Busqué con la vista al capitan i distinguí su silueta junto al guarda cable. Bastole un segundo para, dar con el cortado trozo de la espía i lanzando un grito desgarrador: Marcos, Marcos!, se apoyó sobre la borda, balanceándose en el vacío. Tuve apénas tiempo de asirle por una pierna i arrebatándolo al abismo rodamos junto sobre la cubierta entablando una lucha desesperada entre las tinieblas. Forcejeábamos en silencio: él para desasirse, yo para mantenerlo quieto. En otras circunstancias el capitan me hubiera aventado como una pluma, pero estaba herido i la pérdida de sangre debilitaba sus fuerzas. En su combate con el maquinista su cabeza debió chocar contra algun hierro, porque creí sentir varias veces que un líquido tibio, al juntarse nuestros rostros, goteaba de su cabellera. De súbito cesó de debatirse i con las espaldas apoyadas en la borda quedamos un instante inmóviles. De repente empezó a jemir: —Antonio, hijo mio, déjame que vaya a reunirme con mi Marcos. I como yo estallara en sollozos exaltándose por grados, prosiguió: -¡Malvado, sentí los hachazos, pero no fué el cable... ¿oyes? lo que cortó el filo de tu hacha: Nó, nó... fué el cuello de él, su cuello lo que cortaste, Verdugo! ¡Ah! tienes las manos tenidas de sangre!... Quítate, no me manches, asesino!

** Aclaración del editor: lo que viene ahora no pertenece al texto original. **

mod sitemap_service;

pub use sitemap_service::SitemapService;
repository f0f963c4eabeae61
use serde::{Deserialize, Serialize};
use utoipa::{IntoParams, ToSchema};

use crate::shared::constants::{DEFAULT_PAGE_SIZE, MAX_PAGE_SIZE};

#[derive(Debug, Serialize, Deserialize, ToSchema)]
pub struct ApiResponse<T> {
    pub success: bool,
    pub data: Option<T>,
    pub message: Option<String>,
    pub meta: Option<Meta>,
    pub errors: Option<Vec<String>>,
}

#[derive(Debug, Serialize, Deserialize, ToSchema)]
pub struct Meta {
    pub total: i64,
}

// =============================================================================
// PAGINATION
// =============================================================================

/// Standard pagination query parameters for all list endpoints.
#[derive(Debug, Clone, Deserialize, IntoParams)]
pub struct PaginationQuery {
    /// Page number (1-indexed, default: 1)
    #[serde(default = "default_page")]
    #[param(minimum = 1)]
    pub page: i64,

    /// Number of items per page (default: 10, max: 100)
    #[serde(default = "default_page_size")]
    #[param(minimum = 1, maximum = 100)]
    pub page_size: i64,
}

fn default_page() -> i64 {
    1
}

fn default_page_size() -> i64 {
    DEFAULT_PAGE_SIZE
}

impl Default for PaginationQuery {
    fn default() -> Self {
        Self {
            page: 1,
            page_size: DEFAULT_PAGE_SIZE,
        }
    }
}

impl PaginationQuery {
    /// Calculate SQL OFFSET from page number, saturating for absurd pages
    pub fn offset(&self) -> i64 {
        (self.page.max(1) - 1).saturating_mul(self.limit())
    }

    /// Get clamped page_size (respects MAX_PAGE_SIZE)
    pub fn limit(&self) -> i64 {
        self.page_size.clamp(1, MAX_PAGE_SIZE)
    }
}

impl<T> ApiResponse<T> {
    pub fn success(data: Option<T>, message: Option<String>, meta: Option<Meta>) -> Self {
        Self {
            success: true,
            data,
            message,
            meta,
            errors: None,
        }
    }

    pub fn error(message: Option<String>, errors: Option<Vec<String>>) -> ApiResponse<()> {
        ApiResponse {
            success: false,
            data: None,
            message,
            meta: None,
            errors,
        }
    }
}
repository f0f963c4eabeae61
pub mod config;
pub mod database;
pub mod error;
pub mod extractor;
pub mod middleware;
pub mod openapi;
mod category_handler;

pub use category_handler::*;
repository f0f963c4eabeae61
//! Category taxonomy and storefront aliases.
//!
//! ## Endpoints
//!
//! | Method | Endpoint | Auth | Description |
//! |--------|----------|------|-------------|
//! | GET | `/api/categories` | No | Visible categories, flat or `?tree=true` |
//! | GET | `/api/categories/{key}` | No | Resolve alias, id or slug |
//! | GET | `/api/categories/{key}/products` | No | Products of the category and its visible descendants |

pub mod aliases;
pub mod dtos;
pub mod handlers;
pub mod models;
pub mod routes;
pub mod services;
pub mod tree;

pub use services::CategoryService;
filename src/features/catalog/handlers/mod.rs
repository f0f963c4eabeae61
mod catalog_handler;

pub use catalog_handler::*;
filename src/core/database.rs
use crate::core::config::DatabaseConfig;
use sqlx::{postgres::PgPoolOptions, PgPool};
use std::time::Duration;

pub async fn create_pool(config: &DatabaseConfig) -> Result<PgPool, sqlx::Error> {
    PgPoolOptions::new()
        .max_connections(config.max_connections)
        .min_connections(config.min_connections)
        .acquire_timeout(Duration::from_secs(config.acquire_timeout_secs))
        .idle_timeout(Duration::from_secs(config.idle_timeout_secs))
        .max_lifetime(Duration::from_secs(config.max_lifetime_secs))
        .connect(&config.url)
        .await
}

/// True when the driver rejected a write on a unique constraint (duplicate slug, email).
pub fn is_unique_violation(err: &sqlx::Error) -> bool {
    matches!(
        err,
        sqlx::Error::Database(db_err) if db_err.is_unique_violation()
    )
}

pub fn is_foreign_key_violation(err: &sqlx::Error) -> bool {
    matches!(
        err,
        sqlx::Error::Database(db_err) if db_err.is_foreign_key_violation()
    )
}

Sentí un furioso rechinar de dientes i se me echó encima lanzando feroces alaridos: - ¡Ahora te toca a tí!... ¡Al banco, al banco!
La locura habia devuelto al capitan sus fuerzas i haciéndome perder pié me alzó en el aire como una paja. Tuve durante un segundo la vision de la muerte, fatal e inevitable, cuando una ola abordando por la proa al « San Jorje », se precipitó hácia la popa como una avalancha, derribándonos i arrastrándonos a lo largo de la cubierta. Mis manos, al caer, tropezaron con algo duro i cilíndrico i me aferré a ello con la enerjia de la desesperacion. Cuando aquel torbellino hubo pasado, me encontré asído con ámbas manos al trozo de cable del remolque: en cuanto al capitán, habia desaparecido.

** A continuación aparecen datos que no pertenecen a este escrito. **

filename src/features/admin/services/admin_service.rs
use std::sync::Arc;

use crate::core::error::{AppError, Result};
use crate::features::admin::dtos::AdminCategoryDto;
use crate::features::catalog::dtos::{
    ActiveCountsDto, BrandInput, BrandResponseDto, CategoryInput, OfferInput, OfferResponseDto,
    ProductInput, ProductResponseDto,
};
use crate::features::catalog::repository::CatalogRepository;
use crate::features::catalog::services::CatalogService;
use crate::features::categories::tree::CategoryTree;

/// Service for admin catalog maintenance.
///
/// Inputs arrive already validated field by field; this layer checks the references
/// between rows (parents, categories, brands, offer products) before writing.
pub struct AdminService {
    repo: Arc<dyn CatalogRepository>,
    catalog: Arc<CatalogService>,
}

impl AdminService {
    pub fn new(repo: Arc<dyn CatalogRepository>, catalog: Arc<CatalogService>) -> Self {
        Self { repo, catalog }
    }

    pub async fn dashboard(&self) -> Result<ActiveCountsDto> {
        self.catalog.dashboard().await
    }

    // =========================================================================
    // CATEGORIES
    // =========================================================================

    pub async fn create_category(&self, input: &CategoryInput) -> Result<AdminCategoryDto> {
        if let Some(parent_id) = input.parent_id {
            self.ensure_category_exists(parent_id).await?;
        }

        let category = self.repo.create_category(input).await?;
        Ok(category.into())
    }

    pub async fn update_category(
        &self,
        id: i64,
        input: &CategoryInput,
    ) -> Result<AdminCategoryDto> {
        let tree = CategoryTree::build(self.repo.list_categories().await?);
        if tree.get(id).is_none() {
            return Err(AppError::NotFound(format!("Category {} not found", id)));
        }

        if let Some(parent_id) = input.parent_id {
            if tree.get(parent_id).is_none() {
                return Err(parent_missing(parent_id));
            }
        }
        if tree.would_create_cycle(id, input.parent_id) {
            return Err(AppError::Validation(
                "A category cannot be moved under itself or one of its descendants".to_string(),
            ));
        }

        self.repo
            .update_category(id, input)
            .await?
            .map(Into::into)
            .ok_or_else(|| AppError::NotFound(format!("Category {} not found", id)))
    }

    // =========================================================================
    // BRANDS
    // =========================================================================

    pub async fn create_brand(&self, input: &BrandInput) -> Result<BrandResponseDto> {
        let brand = self.repo.create_brand(input).await?;
        Ok(brand.into())
    }

    pub async fn update_brand(&self, id: i64, input: &BrandInput) -> Result<BrandResponseDto> {
        self.repo
            .update_brand(id, input)
            .await?
            .map(Into::into)
            .ok_or_else(|| AppError::NotFound(format!("Brand {} not found", id)))
    }

    // =========================================================================
    // PRODUCTS
    // =========================================================================

    async fn check_product_references(&self, input: &ProductInput) -> Result<()> {
        if self.repo.find_category(input.category_id).await?.is_none() {
            return Err(AppError::Validation(format!(
                "Category {} does not exist",
                input.category_id
            )));
        }
        if let Some(brand_id) = input.brand_id {
            if self.repo.find_brand(brand_id).await?.is_none() {
                return Err(AppError::Validation(format!(
                    "Brand {} does not exist",
                    brand_id
                )));
            }
        }
        Ok(())
    }

    pub async fn create_product(&self, input: &ProductInput) -> Result<ProductResponseDto> {
        self.check_product_references(input).await?;
        let product = self.repo.create_product(input).await?;
        Ok(product.into())
    }

    pub async fn update_product(
        &self,
        id: i64,
        input: &ProductInput,
    ) -> Result<ProductResponseDto> {
        if self.repo.find_product(id).await?.is_none() {
            return Err(AppError::NotFound(format!("Product {} not found", id)));
        }
        self.check_product_references(input).await?;

        self.repo
            .update_product(id, input)
            .await?
            .map(Into::into)
            .ok_or_else(|| AppError::NotFound(format!("Product {} not found", id)))
    }

    // =========================================================================
    // OFFERS
    // =========================================================================

    async fn check_offer_products(&self, input: &OfferInput) -> Result<()> {
        for product_id in input.normalized_product_ids() {
            if self.repo.find_product(product_id).await?.is_none() {
                return Err(AppError::Validation(format!(
                    "Product {} does not exist",
                    product_id
                )));
            }
        }
        Ok(())
    }

    pub async fn create_offer(&self, input: &OfferInput) -> Result<OfferResponseDto> {
        self.check_offer_products(input).await?;
        let offer = self.repo.create_offer(input).await?;
        Ok(offer.into())
    }

    pub async fn update_offer(&self, id: i64, input: &OfferInput) -> Result<OfferResponseDto> {
        self.check_offer_products(input).await?;
        self.repo
            .update_offer(id, input)
            .await?
            .map(Into::into)
            .ok_or_else(|| AppError::NotFound(format!("Offer {} not found", id)))
    }

    async fn ensure_category_exists(&self, id: i64) -> Result<()> {
        match self.repo.find_category(id).await? {
            Some(_) => Ok(()),
            None => Err(parent_missing(id)),
        }
    }
}

fn parent_missing(id: i64) -> AppError {
    AppError::Validation(format!("Parent category {} does not exist", id))
}
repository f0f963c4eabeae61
use serde::{Deserialize, Serialize};
use utoipa::ToSchema;

use crate::features::categories::aliases::storefront_path;
use crate::features::categories::models::Category;
use crate::features::categories::tree::CategoryTree;

/// Response DTO for category
#[derive(Debug, Clone, Serialize, Deserialize, ToSchema)]
pub struct CategoryResponseDto {
    pub id: i64,
    pub parent_id: Option<i64>,
    pub name: String,
    pub slug: String,
    pub description: Option<String>,
    pub display_order: i32,
    /// Storefront path (alias when one exists)
    pub path: String,
}

impl From<&Category> for CategoryResponseDto {
    fn from(c: &Category) -> Self {
        Self {
            id: c.id,
            parent_id: c.parent_id,
            name: c.name.clone(),
            slug: c.slug.clone(),
            description: c.description.clone(),
            display_order: c.display_order,
            path: storefront_path(&c.slug),
        }
    }
}

/// Response DTO for category tree (hierarchical structure)
#[derive(Debug, Clone, Serialize, Deserialize, ToSchema)]
#[schema(no_recursion)]
pub struct CategoryTreeDto {
    pub id: i64,
    pub name: String,
    pub slug: String,
    pub description: Option<String>,
    pub display_order: i32,
    pub path: String,
    pub children: Vec<CategoryTreeDto>,
}

impl CategoryTreeDto {
    /// Nested view of the visible part of the taxonomy
    pub fn build_tree(tree: &CategoryTree) -> Vec<CategoryTreeDto> {
        tree.visible_roots()
            .into_iter()
            .map(|root| Self::build_node(root, tree))
            .collect()
    }

    fn build_node(category: &Category, tree: &CategoryTree) -> CategoryTreeDto {
        let children = tree
            .visible_children(category.id)
            .into_iter()
            .map(|child| Self::build_node(child, tree))
            .collect();

        CategoryTreeDto {
            id: category.id,
            name: category.name.clone(),
            slug: category.slug.clone(),
            description: category.description.clone(),
            display_order: category.display_order,
            path: storefront_path(&category.slug),
            children,
        }
    }
}

/// A resolved storefront key: the category plus the ids its listing covers
#[derive(Debug, Clone, Serialize, Deserialize, ToSchema)]
pub struct ResolvedCategoryDto {
    pub category: CategoryResponseDto,
    /// Alias path the key matched, if it was an alias
    pub alias: Option<String>,
    /// The category and all visible descendants, breadth first
    pub descendant_ids: Vec<i64>,
}

#[cfg(test)]
mod tests {
    use super::*;
    use crate::shared::test_helpers::category;

    #[test]
    fn test_tree_skips_hidden_branches() {
        let tree = CategoryTree::build(vec![
            category(1, None, "Appliances", true),
            category(2, Some(1), "Kitchen", true),
            category(3, Some(1), "Laundry", false),
            category(4, Some(3), "Dryers", true),
        ]);

        let nodes = CategoryTreeDto::build_tree(&tree);

        assert_eq!(nodes.len(), 1);
        assert_eq!(nodes[0].children.len(), 1);
        assert_eq!(nodes[0].children[0].slug, "kitchen");
        assert!(nodes[0].children[0].children.is_empty());
    }

    #[test]
    fn test_alias_target_carries_alias_path() {
        let mut kitchen = category(7, None, "Kitchen", true);
        kitchen.slug = "kitchen-appliances".to_string();

        let dto = CategoryResponseDto::from(&kitchen);
        assert_eq!(dto.path, "/kitchen");
    }
}
mod admin_dtos;

pub use admin_dtos::*;
mod catalog_dto;
mod write_dto;

pub use catalog_dto::*;
pub use write_dto::*;
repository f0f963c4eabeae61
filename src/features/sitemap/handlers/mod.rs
mod sitemap_handler;

pub use sitemap_handler::*;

En ese instante se abrió la puerta de la cámara i asomó por ella el piloto de el « Delfin ».
- Capítan, dijo, ya la marea toca a la pleamar: ¿Levamos ancla?

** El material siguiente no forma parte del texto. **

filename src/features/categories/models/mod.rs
mod category;

pub use category::Category;
use std::sync::Arc;

use axum::{
    extract::{Path, State},
    http::StatusCode,
    Json,
};
use validator::Validate;

use crate::core::error::Result;
use crate::core::extractor::AppJson;
use crate::features::admin::dtos::AdminCategoryDto;
use crate::features::admin::services::AdminService;
use crate::features::auth::model::AdminAccount;
use crate::features::catalog::dtos::{
    ActiveCountsDto, BrandInput, BrandResponseDto, CategoryInput, OfferInput, OfferResponseDto,
    ProductInput, ProductResponseDto,
};
use crate::shared::types::ApiResponse;

type Created<T> = (StatusCode, Json<ApiResponse<T>>);

fn created<T>(data: T, message: &str) -> Created<T> {
    (
        StatusCode::CREATED,
        Json(ApiResponse::success(Some(data), Some(message.to_string()), None)),
    )
}

fn updated<T>(data: T, message: &str) -> Json<ApiResponse<T>> {
    Json(ApiResponse::success(Some(data), Some(message.to_string()), None))
}

/// Active record counts
#[utoipa::path(
    get,
    path = "/api/admin/dashboard",
    responses(
        (status = 200, description = "Active counts per entity type", body = ApiResponse<ActiveCountsDto>),
        (status = 401, description = "Unauthorized"),
        (status = 403, description = "Forbidden - Admin access required")
    ),
    tag = "admin",
    security(
        ("bearer_auth" = [])
    )
)]
pub async fn get_dashboard(
    State(service): State<Arc<AdminService>>,
) -> Result<Json<ApiResponse<ActiveCountsDto>>> {
    let counts = service.dashboard().await?;
    Ok(Json(ApiResponse::success(Some(counts), None, None)))
}

/// Create a category
#[utoipa::path(
    post,
    path = "/api/admin/categories",
    request_body = CategoryInput,
    responses(
        (status = 201, description = "Category created", body = ApiResponse<AdminCategoryDto>),
        (status = 401, description = "Unauthorized"),
        (status = 403, description = "Forbidden - Admin access required"),
        (status = 409, description = "Slug already in use"),
        (status = 422, description = "Validation error")
    ),
    tag = "admin",
    security(
        ("bearer_auth" = [])
    )
)]
pub async fn create_category(
    admin: AdminAccount,
    State(service): State<Arc<AdminService>>,
    AppJson(dto): AppJson<CategoryInput>,
) -> Result<Created<AdminCategoryDto>> {
    dto.validate()?;

    let category = service.create_category(&dto).await?;
    tracing::info!(admin_id = admin.id, "Created category {}", category.id);
    Ok(created(category, "Category created successfully"))
}

/// Update a category
#[utoipa::path(
    put,
    path = "/api/admin/categories/{id}",
    params(
        ("id" = i64, Path, description = "Category id")
    ),
    request_body = CategoryInput,
    responses(
        (status = 200, description = "Category updated", body = ApiResponse<AdminCategoryDto>),
        (status = 401, description = "Unauthorized"),
        (status = 403, description = "Forbidden - Admin access required"),
        (status = 404, description = "Category not found"),
        (status = 409, description = "Slug already in use"),
        (status = 422, description = "Validation error or parent cycle")
    ),
    tag = "admin",
    security(
        ("bearer_auth" = [])
    )
)]
pub async fn update_category(
    admin: AdminAccount,
    State(service): State<Arc<AdminService>>,
    Path(id): Path<i64>,
    AppJson(dto): AppJson<CategoryInput>,
) -> Result<Json<ApiResponse<AdminCategoryDto>>> {
    dto.validate()?;

    let category = service.update_category(id, &dto).await?;
    tracing::info!(admin_id = admin.id, "Updated category {}", id);
    Ok(updated(category, "Category updated successfully"))
}

/// Create a brand
#[utoipa::path(
    post,
    path = "/api/admin/brands",
    request_body = BrandInput,
    responses(
        (status = 201, description = "Brand created", body = ApiResponse<BrandResponseDto>),
        (status = 401, description = "Unauthorized"),
        (status = 403, description = "Forbidden - Admin access required"),
        (status = 409, description = "Slug already in use"),
        (status = 422, description = "Validation error")
    ),
    tag = "admin",
    security(
        ("bearer_auth" = [])
    )
)]
pub async fn create_brand(
    admin: AdminAccount,
    State(service): State<Arc<AdminService>>,
    AppJson(dto): AppJson<BrandInput>,
) -> Result<Created<BrandResponseDto>> {
    dto.validate()?;

    let brand = service.create_brand(&dto).await?;
    tracing::info!(admin_id = admin.id, "Created brand {}", brand.id);
    Ok(created(brand, "Brand created successfully"))
}

/// Update a brand
#[utoipa::path(
    put,
    path = "/api/admin/brands/{id}",
    params(
        ("id" = i64, Path, description = "Brand id")
    ),
    request_body = BrandInput,
    responses(
        (status = 200, description = "Brand updated", body = ApiResponse<BrandResponseDto>),
        (status = 401, description = "Unauthorized"),
        (status = 403, description = "Forbidden - Admin access required"),
        (status = 404, description = "Brand not found"),
        (status = 409, description = "Slug already in use"),
        (status = 422, description = "Validation error")
    ),
    tag = "admin",
    security(
        ("bearer_auth" = [])
    )
)]
pub async fn update_brand(
    admin: AdminAccount,
    State(service): State<Arc<AdminService>>,
    Path(id): Path<i64>,
    AppJson(dto): AppJson<BrandInput>,
) -> Result<Json<ApiResponse<BrandResponseDto>>> {
    dto.validate()?;

    let brand = service.update_brand(id, &dto).await?;
    tracing::info!(admin_id = admin.id, "Updated brand {}", id);
    Ok(updated(brand, "Brand updated successfully"))
}

/// Create a product
#[utoipa::path(
    post,
    path = "/api/admin/products",
    request_body = ProductInput,
    responses(
        (status = 201, description = "Product created", body = ApiResponse<ProductResponseDto>),
        (status = 401, description = "Unauthorized"),
        (status = 403, description = "Forbidden - Admin access required"),
        (status = 409, description = "Slug already in use"),
        (status = 422, description = "Validation error or unknown reference")
    ),
    tag = "admin",
    security(
        ("bearer_auth" = [])
    )
)]
pub async fn create_product(
    admin: AdminAccount,
    State(service): State<Arc<AdminService>>,
    AppJson(dto): AppJson<ProductInput>,
) -> Result<Created<ProductResponseDto>> {
    dto.validate()?;

    let product = service.create_product(&dto).await?;
    tracing::info!(admin_id = admin.id, "Created product {}", product.id);
    Ok(created(product, "Product created successfully"))
}

/// Update a product
#[utoipa::path(
    put,
    path = "/api/admin/products/{id}",
    params(
        ("id" = i64, Path, description = "Product id")
    ),
    request_body = ProductInput,
    responses(
        (status = 200, description = "Product updated", body = ApiResponse<ProductResponseDto>),
        (status = 401, description = "Unauthorized"),
        (status = 403, description = "Forbidden - Admin access required"),
        (status = 404, description = "Product not found"),
        (status = 409, description = "Slug already in use"),
        (status = 422, description = "Validation error or unknown reference")
    ),
    tag = "admin",
    security(
        ("bearer_auth" = [])
    )
)]
pub async fn update_product(
    admin: AdminAccount,
    State(service): State<Arc<AdminService>>,
    Path(id): Path<i64>,
    AppJson(dto): AppJson<ProductInput>,
) -> Result<Json<ApiResponse<ProductResponseDto>>> {
    dto.validate()?;

    let product = service.update_product(id, &dto).await?;
    tracing::info!(admin_id = admin.id, "Updated product {}", id);
    Ok(updated(product, "Product updated successfully"))
}

/// Create an offer
#[utoipa::path(
    post,
    path = "/api/admin/offers",
    request_body = OfferInput,
    responses(
        (status = 201, description = "Offer created", body = ApiResponse<OfferResponseDto>),
        (status = 401, description = "Unauthorized"),
        (status = 403, description = "Forbidden - Admin access required"),
        (status = 409, description = "Slug already in use"),
        (status = 422, description = "Validation error or unknown product")
    ),
    tag = "admin",
    security(
        ("bearer_auth" = [])
    )
)]
pub async fn create_offer(
    admin: AdminAccount,
    State(service): State<Arc<AdminService>>,
    AppJson(dto): AppJson<OfferInput>,
) -> Result<Created<OfferResponseDto>> {
    dto.validate()?;

    let offer = service.create_offer(&dto).await?;
    tracing::info!(admin_id = admin.id, "Created offer {}", offer.id);
    Ok(created(offer, "Offer created successfully"))
}

/// Update an offer
#[utoipa::path(
    put,
    path = "/api/admin/offers/{id}",
    params(
        ("id" = i64, Path, description = "Offer id")
    ),
    request_body = OfferInput,
    responses(
        (status = 200, description = "Offer updated", body = ApiResponse<OfferResponseDto>),
        (status = 401, description = "Unauthorized"),
        (status = 403, description = "Forbidden - Admin access required"),
        (status = 404, description = "Offer not found"),
        (status = 409, description = "Slug already in use"),
        (status = 422, description = "Validation error or unknown product")
    ),
    tag = "admin",
    security(
        ("bearer_auth" = [])
    )
)]
pub async fn update_offer(
    admin: AdminAccount,
    State(service): State<Arc<AdminService>>,
    Path(id): Path<i64>,
    AppJson(dto): AppJson<OfferInput>,
) -> Result<Json<ApiResponse<OfferResponseDto>>> {
    dto.validate()?;

    let offer = service.update_offer(id, &dto).await?;
    tracing::info!(admin_id = admin.id, "Updated offer {}", id);
    Ok(updated(offer, "Offer updated successfully"))
}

El capitan hizo un signo de asentimiento i todos nos pusimos de pié. Habia llegado el instante de volver a tierra í mientras nos aproximábamos a la escala para descender al bote, nuestro amigo nos dijo:
— Lo demas de la historia carece de interes. El « San Jorje » se salvó i yo, al dia siguiente, me embarcaba como grumete a bordo de el « Delfin ». Han pasado ya quince años... Ahora soi su capitan.